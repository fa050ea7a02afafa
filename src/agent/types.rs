use super::{AgentContext, FieldState, MedicalState, RescueState};
use crate::{
    acl::{AclMessage, ConversationId, Performative},
    event::{Event, EventKind},
    fsm,
};
use chrono::{DateTime, Utc};
use serde::{Deserialize, Serialize};
use std::{collections::VecDeque, fmt};
use tracing::info;

/// Anything an agent can react to.
#[derive(Debug, Clone, PartialEq)]
pub enum Trigger {
    Event(Event),
    Message(AclMessage),
    /// A conversation the agent takes part in was closed by timeout or cancel.
    ConversationClosed(ConversationId),
    /// Scheduler heartbeat, delivered once per agent per tick.
    Tick,
}

#[derive(Debug, Clone, Copy, PartialEq)]
pub enum TriggerPattern {
    Events(&'static [EventKind]),
    Performative(Performative),
    ConversationClosed,
    Tick,
}

impl fsm::Trigger for Trigger {
    type Pattern = TriggerPattern;

    fn matches(&self, pattern: &TriggerPattern) -> bool {
        match (self, pattern) {
            (Trigger::Event(event), TriggerPattern::Events(kinds)) => kinds.contains(&event.kind()),
            (Trigger::Message(message), TriggerPattern::Performative(p)) => {
                message.performative == *p
            }
            (Trigger::ConversationClosed(_), TriggerPattern::ConversationClosed) => true,
            (Trigger::Tick, TriggerPattern::Tick) => true,
            _ => false,
        }
    }

    fn describe(&self) -> String {
        match self {
            Trigger::Event(event) => format!("event {} [{}]", event.kind(), event.id()),
            Trigger::Message(message) => format!(
                "{} from {} (conversation {})",
                message.performative, message.sender, message.conversation_id
            ),
            Trigger::ConversationClosed(id) => format!("conversation {} closed", id),
            Trigger::Tick => "tick".to_string(),
        }
    }
}

/// Output of a side effect, routed by the simulation.
#[derive(Debug, Clone, PartialEq)]
pub enum Effect {
    Send(AclMessage),
    Raise(Event),
}

#[derive(Debug, Clone, Copy, PartialEq, Eq, Hash, Serialize, Deserialize)]
#[serde(rename_all = "snake_case")]
pub enum AgentKind {
    Rescue,
    Medical,
    Field,
}

impl AgentKind {
    pub fn as_str(&self) -> &'static str {
        match self {
            Self::Rescue => "rescue",
            Self::Medical => "medical",
            Self::Field => "field",
        }
    }
}

impl fmt::Display for AgentKind {
    fn fmt(&self, f: &mut fmt::Formatter<'_>) -> fmt::Result {
        f.write_str(self.as_str())
    }
}

/// Kind-specific state, one variant per agent kind.
#[derive(Debug, Clone, Copy, PartialEq, Eq, Hash, Serialize, Deserialize)]
#[serde(tag = "kind", content = "state", rename_all = "snake_case")]
pub enum AgentState {
    Rescue(RescueState),
    Medical(MedicalState),
    Field(FieldState),
}

impl AgentState {
    pub fn kind(&self) -> AgentKind {
        match self {
            Self::Rescue(_) => AgentKind::Rescue,
            Self::Medical(_) => AgentKind::Medical,
            Self::Field(_) => AgentKind::Field,
        }
    }

    pub fn is_idle(&self) -> bool {
        matches!(
            self,
            Self::Rescue(RescueState::Idle)
                | Self::Medical(MedicalState::Idle)
                | Self::Field(FieldState::Idle)
        )
    }

    pub fn is_completed(&self) -> bool {
        matches!(
            self,
            Self::Rescue(RescueState::Completed)
                | Self::Medical(MedicalState::Completed)
                | Self::Field(FieldState::Completed)
        )
    }
}

impl fmt::Display for AgentState {
    fn fmt(&self, f: &mut fmt::Formatter<'_>) -> fmt::Result {
        match self {
            Self::Rescue(s) => s.fmt(f),
            Self::Medical(s) => s.fmt(f),
            Self::Field(s) => s.fmt(f),
        }
    }
}

/// An objective that is reached once the agent enters one of its states.
#[derive(Debug, Clone, PartialEq)]
pub struct Goal {
    pub id: String,
    pub description: String,
    completes_in: Vec<AgentState>,
}

impl Goal {
    pub fn new(
        id: impl Into<String>,
        description: impl Into<String>,
        completes_in: impl IntoIterator<Item = AgentState>,
    ) -> Self {
        Self {
            id: id.into(),
            description: description.into(),
            completes_in: completes_in.into_iter().collect(),
        }
    }

    pub fn is_reached(&self, state: AgentState) -> bool {
        self.completes_in.contains(&state)
    }
}

/// One autonomous responder. State only changes through [`super::Behaviors::step`].
#[derive(Debug, Clone)]
pub struct Agent {
    id: String,
    name: String,
    pub(super) state: AgentState,
    pub(super) context: AgentContext,
    goals: VecDeque<Goal>,
    completed_goals: Vec<Goal>,
    pending: VecDeque<Trigger>,
}

impl Agent {
    pub(super) fn new(
        id: impl Into<String>,
        name: impl Into<String>,
        state: AgentState,
        context: AgentContext,
        goals: Vec<Goal>,
    ) -> Self {
        Self {
            id: id.into(),
            name: name.into(),
            state,
            context,
            goals: goals.into(),
            completed_goals: Vec::new(),
            pending: VecDeque::new(),
        }
    }

    pub fn id(&self) -> &str {
        &self.id
    }

    pub fn name(&self) -> &str {
        &self.name
    }

    pub fn kind(&self) -> AgentKind {
        self.state.kind()
    }

    pub fn state(&self) -> AgentState {
        self.state
    }

    pub fn context(&self) -> &AgentContext {
        &self.context
    }

    pub fn set_clock(&mut self, now: DateTime<Utc>) {
        self.context.clock = now;
    }

    pub fn set_ontology(&mut self, ontology: impl Into<String>) {
        self.context.ontology = ontology.into();
    }

    pub fn goals(&self) -> impl Iterator<Item = &Goal> {
        self.goals.iter()
    }

    pub fn completed_goals(&self) -> &[Goal] {
        &self.completed_goals
    }

    pub fn enqueue(&mut self, trigger: Trigger) {
        self.pending.push_back(trigger);
    }

    pub fn pending_len(&self) -> usize {
        self.pending.len()
    }

    /// Hand over everything queued so far, leaving the queue empty.
    pub fn take_pending(&mut self) -> VecDeque<Trigger> {
        std::mem::take(&mut self.pending)
    }

    /// Pop leading goals satisfied by the current state.
    pub(super) fn settle_goals(&mut self) {
        while let Some(goal) = self.goals.front() {
            if !goal.is_reached(self.state) {
                break;
            }
            if let Some(goal) = self.goals.pop_front() {
                info!("✅ Agent {} completed goal '{}'", self.id, goal.id);
                self.completed_goals.push(goal);
            }
        }
    }
}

Assignment = The required output is the exact run of lines from the beginning of the listing above to the line that contains "match (self, pattern)", inclusive of both.

Task response =
repository fa050ea7a02afafa
filename src/agent/types.rs
use super::{AgentContext, FieldState, MedicalState, RescueState};
use crate::{
    acl::{AclMessage, ConversationId, Performative},
    event::{Event, EventKind},
    fsm,
};
use chrono::{DateTime, Utc};
use serde::{Deserialize, Serialize};
use std::{collections::VecDeque, fmt};
use tracing::info;

/// Anything an agent can react to.
#[derive(Debug, Clone, PartialEq)]
pub enum Trigger {
    Event(Event),
    Message(AclMessage),
    /// A conversation the agent takes part in was closed by timeout or cancel.
    ConversationClosed(ConversationId),
    /// Scheduler heartbeat, delivered once per agent per tick.
    Tick,
}

#[derive(Debug, Clone, Copy, PartialEq)]
pub enum TriggerPattern {
    Events(&'static [EventKind]),
    Performative(Performative),
    ConversationClosed,
    Tick,
}

impl fsm::Trigger for Trigger {
    type Pattern = TriggerPattern;

    fn matches(&self, pattern: &TriggerPattern) -> bool {
        match (self, pattern) {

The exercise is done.